On 21 November 1994, the joint venture of AEG Schienenfahrzeuge GmbH (later Adtranz) and Construcciones y Auxiliar de Ferrocarriles was awarded the contract to build the rolling stock for the Lantau Airport Railway under Contract 551.

== Details ==
The Adtranz–CAF trains initially were formed as 7-car sets up until 2003 (Tung Chung Line) and 2005 (Airport Express) when the 8th car was added due to the opening of Nam Cheong Station and AsiaWorld-Expo Station respectively. They were built and assembled by CAF in Spain while Adtranz contributed control and traction equipment. Their maximum speed is 140 km/h but with service limits to 135 km/h, with maximum acceleration of 1 m/s2, maximum service brake deceleration of 1.1 m/s2 and emergency brake of 1.35 m/s2. These trains are equipped with the AEG DASU 6.1 3-level GTO–VVVF inverter.

=== Tung Chung line stock ===
Trains of the Tung Chung line were made up of 7 cars up until 2003, and were increased to 8 cars with the 'W7XX' car added in 2003 when the West Rail line and Nam Cheong station was opened. The total number of cars ordered was 96.
Tung Chung line cars
| car type | driver cab | motor | pantograph | auto- coupler | length (mm) | seat | standing capacity | wheelchair space | amount |
| V car | ✓ | ✓ | ✓ | ✗ | 24600 | 42 | 252 | 2 | 24 |
| W car | ✗ | ✓ | ✗ | ✗ | 22500 | 48 | 252 | ✗ | 24 |
| X car (trailer) | ✗ | ✗ | ✗ | ✓ | 22500 | 48 | 252 | ✗ | 24 |
| Y car | ✗ | ✓ | ✓ | ✗ | 22500 | 48 | 252 | ✗ | 12 |
| Z car | ✗ | ✓ | ✗ | ✓ | 22500 | 48 | 252 | ✗ | 12 |

The configuration of a TCL train is (Westbound) V6XX-W6XX-X6XX-Y7XX-W7XX-X7XX-Z8XX-V8XX (Eastbound).

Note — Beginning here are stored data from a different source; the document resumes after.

// Reliable (TCP) client: the joining side of the stream channel.
//
// `connect()` does the blocking part on the calling thread: TCP connect
// with a timeout, then wait (with a read timeout) for the host's
// `RegisteredClient` record, which carries this client's id. Only then is
// the background reader spawned, so a failed connect leaves nothing behind.
//
// The reader stays parked until `start()`, so nothing the host sends right
// after registration reaches the queue before the owner has surfaced the
// connection. Bytes that arrive meanwhile wait in the reader's buffer. A
// client closed before `start()` reports nothing.
//
// Once started, the reader queues every decoded envelope as
// `MessageReceived` and never calls back into the application. However it
// ends (host closed the stream, read error, or a local `close()`), it emits
// exactly one `ClientDisconnected(own id)`. `abort()` closes without that
// event.

use std::io::{BufReader, BufWriter};
use std::net::{Shutdown, SocketAddr, TcpStream};
use std::sync::atomic::{AtomicBool, Ordering};
use std::sync::mpsc::{self, Receiver, Sender};
use std::sync::{Arc, Mutex};
use std::thread::{self, JoinHandle};

use lanparty_protocol::{
    Channel, ClientId, Envelope, Message, Target, decode, encode, read_frame, write_frame,
};
use tracing::{debug, info, warn};

use crate::config::NetConfig;
use crate::error::{NetError, is_timeout};
use crate::event::NetEvent;
use crate::registry::lock;

#[derive(Clone, Copy, Debug, PartialEq, Eq)]
pub enum ConnectionState {
    Connected,
    Disconnected,
}

pub struct ReliableClient {
    id: ClientId,
    server: SocketAddr,
    stream: TcpStream,
    writer: Mutex<BufWriter<TcpStream>>,
    connected: Arc<AtomicBool>,
    /// When set, the reader exits without reporting a disconnect.
    silent: Arc<AtomicBool>,
    /// Releases the parked reader. `None` once started or closed.
    gate: Option<Sender<()>>,
    reader_thread: Option<JoinHandle<()>>,
}

impl ReliableClient {
    /// Connect to a host and wait for its identity assignment.
    pub fn connect(
        server: SocketAddr,
        config: &NetConfig,
        events: Sender<NetEvent>,
    ) -> Result<Self, NetError> {
        let stream = TcpStream::connect_timeout(&server, config.connect_timeout())?;
        stream.set_nodelay(true)?;
        stream.set_read_timeout(Some(config.handshake_timeout()))?;

        let mut reader = BufReader::new(stream.try_clone()?);
        let id = match read_registration(&mut reader) {
            Ok(id) => id,
            Err(e) => {
                let _ = stream.shutdown(Shutdown::Both);
                return Err(e);
            }
        };
        // The long-lived reader blocks until data or shutdown.
        stream.set_read_timeout(None)?;
        let writer = Mutex::new(BufWriter::new(stream.try_clone()?));

        let connected = Arc::new(AtomicBool::new(true));
        let silent = Arc::new(AtomicBool::new(false));
        let (gate, parked) = mpsc::channel();
        let reader_connected = connected.clone();
        let reader_silent = silent.clone();
        let reader_thread = thread::Builder::new()
            .name(format!("reliable-client-{id}"))
            .spawn(move || {
                reader_loop(reader, id, parked, reader_connected, reader_silent, events)
            })?;

        info!(%id, %server, "joined session");
        Ok(Self {
            id,
            server,
            stream,
            writer,
            connected,
            silent,
            gate: Some(gate),
            reader_thread: Some(reader_thread),
        })
    }

    /// Let the reader deliver. Calling this more than once is harmless.
    pub fn start(&mut self) {
        if let Some(gate) = self.gate.take() {
            let _ = gate.send(());
        }
    }

    /// The id the host assigned during the handshake.
    pub fn id(&self) -> ClientId {
        self.id
    }

    pub fn server(&self) -> SocketAddr {
        self.server
    }

    pub fn state(&self) -> ConnectionState {
        if self.connected.load(Ordering::SeqCst) {
            ConnectionState::Connected
        } else {
            ConnectionState::Disconnected
        }
    }

    /// Write one envelope as a single line.
    pub fn send(&self, envelope: &Envelope) -> Result<(), NetError> {
        if self.state() == ConnectionState::Disconnected {
            return Err(NetError::NotRunning);
        }
        let record = encode(envelope)?;
        let mut writer = lock(&self.writer);
        write_frame(&mut *writer, &record)?;
        Ok(())
    }

    /// Close the connection and wait for the reader, which reports the
    /// disconnect if it was started. Calling this more than once is harmless.
    pub fn close(&mut self) {
        let Some(reader_thread) = self.reader_thread.take() else {
            return;
        };
        // Dropping an unused gate tells the parked reader to exit quietly.
        self.gate = None;
        let _ = self.stream.shutdown(Shutdown::Both);
        let _ = reader_thread.join();
        debug!(id = %self.id, "reliable client closed");
    }

    /// Close without emitting `ClientDisconnected`.
    pub fn abort(&mut self) {
        self.silent.store(true, Ordering::SeqCst);
        self.close();
    }
}

impl Drop for ReliableClient {
    fn drop(&mut self) {
        self.close();
    }
}

/// Read the host's first record and extract the assigned id.
fn read_registration(reader: &mut BufReader<TcpStream>) -> Result<ClientId, NetError> {
    let record = match read_frame(reader) {
        Ok(Some(record)) => record,
        Ok(None) => {
            return Err(NetError::Handshake(
                "connection closed before registration".into(),
            ));
        }
        Err(e) if is_timeout(&e) => {
            return Err(NetError::Handshake("timed out waiting for registration".into()));
        }
        Err(e) => return Err(e.into()),
    };
    let envelope = decode(&record)?;
    match (&envelope.message, envelope.target_id) {
        (Message::RegisteredClient { .. }, Target::Client(id))
            if id.is_assigned() && envelope.message.presence_id() == Some(id) =>
        {
            Ok(id)
        }
        _ => Err(NetError::Handshake(format!(
            "expected RegisteredClient, got {} for {}",
            envelope.message.tag(),
            envelope.target_id
        ))),
    }
}

fn reader_loop(
    mut reader: BufReader<TcpStream>,
    id: ClientId,
    parked: Receiver<()>,
    connected: Arc<AtomicBool>,
    silent: Arc<AtomicBool>,
    events: Sender<NetEvent>,
) {
    if parked.recv().is_err() {
        connected.store(false, Ordering::SeqCst);
        debug!(%id, "reliable client closed before start");
        return;
    }
    loop {
        match read_frame(&mut reader) {
            Ok(Some(record)) => match decode(&record) {
                Ok(envelope) => {
                    let _ = events.send(NetEvent::MessageReceived {
                        from: envelope.sender_id,
                        channel: Channel::Reliable,
                        envelope,
                    });
                }
                Err(e) => {
                    warn!(%id, error = %e, "dropping malformed record from host");
                    let _ = events.send(NetEvent::Warning(e.into()));
                }
            },
            Ok(None) => {
                info!(%id, "reliable connection closed");
                break;
            }
            Err(e) => {
                if !silent.load(Ordering::SeqCst) {
                    debug!(%id, error = %e, "reliable read ended");
                }
                break;
            }
        }
    }
    connected.store(false, Ordering::SeqCst);
    if !silent.load(Ordering::SeqCst) {
        let _ = events.send(NetEvent::ClientDisconnected(id));
    }
}

#[cfg(test)]
mod tests {
    use std::net::TcpListener;
    use std::sync::mpsc;
    use std::time::Duration;

    use super::*;

    fn test_config() -> NetConfig {
        NetConfig {
            handshake_timeout_ms: 200,
            connect_timeout_ms: 1000,
            ..NetConfig::default()
        }
    }

    /// Accept one connection and greet it with `first`.
    fn fake_host(first: Envelope) -> (SocketAddr, JoinHandle<TcpStream>) {
        let listener = TcpListener::bind("127.0.0.1:0").unwrap();
        let addr = listener.local_addr().unwrap();
        let handle = thread::spawn(move || {
            let (mut stream, _) = listener.accept().unwrap();
            write_frame(&mut stream, &encode(&first).unwrap()).unwrap();
            stream
        });
        (addr, handle)
    }

    #[test]
    fn handshake_assigns_id_and_messages_are_queued() {
        let (addr, host) = fake_host(Envelope::registered(ClientId(5)));
        let (tx, rx) = mpsc::channel();
        let mut client = ReliableClient::connect(addr, &test_config(), tx).unwrap();
        client.start();
        assert_eq!(client.id(), ClientId(5));
        assert_eq!(client.state(), ConnectionState::Connected);

        let mut host_stream = host.join().unwrap();
        let chat = Envelope::new(
            ClientId::HOST,
            Target::Broadcast,
            Message::Chat { text: "welcome".into() },
        );
        write_frame(&mut host_stream, &encode(&chat).unwrap()).unwrap();

        match rx.recv_timeout(Duration::from_secs(5)).unwrap() {
            NetEvent::MessageReceived { from, channel, envelope } => {
                assert_eq!(from, ClientId::HOST);
                assert_eq!(channel, Channel::Reliable);
                assert_eq!(envelope, chat);
            }
            other => panic!("expected MessageReceived, got {other:?}"),
        }

        client.close();
        client.close();
        let events: Vec<_> = rx.try_iter().collect();
        assert_eq!(events.len(), 1);
        assert!(matches!(events[0], NetEvent::ClientDisconnected(ClientId(5))));
        assert!(matches!(
            client.send(&chat),
            Err(NetError::NotRunning)
        ));
    }

    #[test]
    fn wrong_first_message_fails_handshake() {
        let (addr, _host) = fake_host(Envelope::departed(ClientId(5)));
        let (tx, rx) = mpsc::channel();
        let result = ReliableClient::connect(addr, &test_config(), tx);
        assert!(matches!(result, Err(NetError::Handshake(_))));
        assert!(rx.try_recv().is_err());
    }

    #[test]
    fn silent_host_times_out() {
        let listener = TcpListener::bind("127.0.0.1:0").unwrap();
        let (tx, _rx) = mpsc::channel();
        let result = ReliableClient::connect(listener.local_addr().unwrap(), &test_config(), tx);
        assert!(matches!(result, Err(NetError::Handshake(_))));
    }

    #[test]
    fn refused_connect_is_io_error() {
        let addr = {
            let listener = TcpListener::bind("127.0.0.1:0").unwrap();
            listener.local_addr().unwrap()
        };
        let (tx, _rx) = mpsc::channel();
        assert!(matches!(
            ReliableClient::connect(addr, &test_config(), tx),
            Err(NetError::Io(_))
        ));
    }

    #[test]
    fn host_closing_reports_one_disconnect() {
        let (addr, host) = fake_host(Envelope::registered(ClientId(2)));
        let (tx, rx) = mpsc::channel();
        let mut client = ReliableClient::connect(addr, &test_config(), tx).unwrap();
        client.start();
        drop(host.join().unwrap());

        assert!(matches!(
            rx.recv_timeout(Duration::from_secs(5)).unwrap(),
            NetEvent::ClientDisconnected(ClientId(2))
        ));
        assert_eq!(client.state(), ConnectionState::Disconnected);
        drop(client);
        assert!(rx.try_recv().is_err());
    }

    #[test]
    fn abort_is_silent() {
        let (addr, _host) = fake_host(Envelope::registered(ClientId(3)));
        let (tx, rx) = mpsc::channel();
        let mut client = ReliableClient::connect(addr, &test_config(), tx).unwrap();
        client.abort();
        assert!(rx.try_recv().is_err());
    }

    #[test]
    fn records_behind_registration_wait_for_start() {
        let listener = TcpListener::bind("127.0.0.1:0").unwrap();
        let addr = listener.local_addr().unwrap();
        let chat = Envelope::new(
            ClientId::HOST,
            Target::Broadcast,
            Message::Chat { text: "early".into() },
        );
        let sent = chat.clone();
        let host = thread::spawn(move || {
            let (mut stream, _) = listener.accept().unwrap();
            // Both records in one write, so they land in the same read.
            let mut burst = encode(&Envelope::registered(ClientId(8))).unwrap();
            burst.push(b'\n');
            burst.extend(encode(&sent).unwrap());
            burst.push(b'\n');
            std::io::Write::write_all(&mut stream, &burst).unwrap();
            stream
        });

        let (tx, rx) = mpsc::channel();
        let mut client = ReliableClient::connect(addr, &test_config(), tx).unwrap();
        let _host_stream = host.join().unwrap();
        assert!(rx.recv_timeout(Duration::from_millis(200)).is_err());

        client.start();
        match rx.recv_timeout(Duration::from_secs(5)).unwrap() {
            NetEvent::MessageReceived { envelope, .. } => assert_eq!(envelope, chat),
            other => panic!("expected MessageReceived, got {other:?}"),
        }
    }

    #[test]
    fn close_before_start_is_silent() {
        let (addr, host) = fake_host(Envelope::registered(ClientId(4)));
        let (tx, rx) = mpsc::channel();
        let mut client = ReliableClient::connect(addr, &test_config(), tx).unwrap();
        let mut host_stream = host.join().unwrap();
        let chat = Envelope::new(
            ClientId::HOST,
            Target::Broadcast,
            Message::Chat { text: "never seen".into() },
        );
        write_frame(&mut host_stream, &encode(&chat).unwrap()).unwrap();

        client.close();
        assert_eq!(client.state(), ConnectionState::Disconnected);
        assert!(rx.try_recv().is_err());
    }
}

=== Airport Express stock ===
Trains of Airport Express (AEL) were made up of 7 cars (6 passenger cars and a luggage car) up until 2005. The total number of cars ordered was 88. To cope with the extra traffic demand derived from the opening of AsiaWorld–Expo station, an additional 'F2XX' car was added to each train to form a total of 8 cars. However, the 'K4XX' cars function as baggage container cars for bulky baggage checked in via the in-town check-in services at Hong Kong and Kowloon stations.

Airport Express cars
| car type | driver cab | motor | pantograph | auto- coupler | length (mm) | seat | standing capacity | amount |
| E car | ✓ | ✓ | ✓ | ✗ | 24600 | 60 | 84 | 11 |
| F car | ✗ | ✓ | ✗ | ✗ | 22500 | 64 | 84 | 22 |
| G car (trailer) | ✗ | ✗ | ✗ | ✓ | 22500 | 64 | 84 | 22 |
| H car | ✗ | ✓ | ✓ | ✓ | 22500 | 64 | 84 | 11 |
| J car | ✗ | ✓ | ✗ | ✓ | 22500 | 64 | 84 | 11 |
| K car (van) | ✓ | ✓ | ✓ | ✗ | 24600 | 13 baggage containers | 11 | |

The configuration of an AEL train is (Westbound) E1XX-F1XX-G1XX-H2XX-F2XX-G2XX-J4XX-K4XX (Eastbound). Except for 'K4XX' cars that have 5 doors on each side, all other cars in AEL have 2 doors on each side and 1 wheelchair space. Each passenger car is mounted with 2 LCD monitors at each end for broadcasting entertainment or tourist television programmes and train announcements, such as next-station broadcasts.

== In popular culture ==
Two AEL CAF-Trains are featured in the film Shock Wave 2. The unit E104/K404 was destroyed by the explosives and the Davy Crockett bomb, the other one was damaged by the nuclear device's shockwave and stalled on the broken Tsing Ma Bridge.